I buck up, and a tight, low noise catches in his throat. He grips my hip again, and he keeps me still beneath him. I shut my eyes, his gaze basically drilling into me.

“Open your eyes, myshka.” I hear the smile in his voice.

“I’m going to come…and you’re just speaking to me.” My eyes staying closed so this will last longer.

“But I haven’t even reached the best part.” His thumb caresses my cheek, daring me to look at him, to take a quick peek of his features.

It’s too tempting. And I’m too curious to stay in darkness. So I open one eye. And then two, half of his attention planted on the book, scanning a new part.

Nikolai meets my gaze. “With her, and only with her, the dead in me is alive.”

I highlighted that line. And underlined it. And starred it. Coming from his lips—it does more to me than all the others.

He says, “I love that quote.”

“Why?” I have to ask.

It takes him a moment to collect his thoughts, staring off. I watch as his eyes seem to lighten with more and more clarity. And then he focuses back on me.

“I couldn’t explain, for the longest time, why I wanted you near me,” he says. “I knew I was attracted to you, but it was more than that. Your energy, your idealism and optimism—I missed those things, the places inside of me that made me feel more alive. And for years, I only sought them out on Saturday nights.”

Performing. During his after-show. His one time to let go and be free.

“And I realized,” he says lowly, “you are my Saturday nights. Being with you makes me come alive all over again.”

My heart thrums and soars at his proclamation. Even if I could speak, I’m not even sure how to express my feelings. He’s never said anything like this to me before.

Thankfully he leans closer, kissing me, not urging me to fill the silence with my voice. He sets the book aside, tugging me to his chest. As though we’re cuddling. His actions are all smooth and fluid like skilled choreography.

Nikolai drapes my leg over his waist. Then he tugs down his boxer-briefs, pulling aside my panties and shorts. He slides his hardness far into me, filling my need.
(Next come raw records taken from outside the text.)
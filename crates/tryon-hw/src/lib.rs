//! tryon-hw — Video sources for the try-on loop.
//!
//! Provides V4L2-based camera streaming and a still-image source behind a
//! common `CaptureSource` trait.

pub mod camera;
pub mod frame;
pub mod source;

pub use camera::{Camera, CameraError, CameraStream, DeviceInfo, PixelFormat};
pub use frame::{Frame, FrameError};
pub use source::{CaptureSource, StillSource};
After many experiences with him, there’s no pain this time. Just pleasure.

I hold him tighter, my fingers gripping the longer hairs by his neck. He’s slow and sweet, powerful and deep. The fullness lights me on fire, and I relax into his body, into the way he has me protectively in his arms.

As he thrusts, his gaze meets mine again, those hypnotic, gunmetal skies.

And I don’t want to lose all these moments with him.

Not yet.





Act Forty-Four



Nikolai believes red and green stockings and a yule log on the television are enough to satisfy all Christmas requirements. He apparently hates dragging a real tree into the suite, but Katya begged for one, citing me as a source for it.

I’m without my family.

It’s sad.

He caved, so now we’re wandering along gravel paths, searching for the perfect evergreen. My hair whips in the wind, strands sticking to my lips. A cold-front moved into Nevada this weekend, chilling any exposed skin.

“I don’t know how she does it,” I say aloud, watching Katya skip off towards a punier looking spruce.

Nikolai clasps my gloved hand after I drop my arm. “Does what?”

“Spends the holidays without her parents.” She hasn’t been with her mom or dad since she was ten. It made me realize that I have no room for self-pity this Christmas.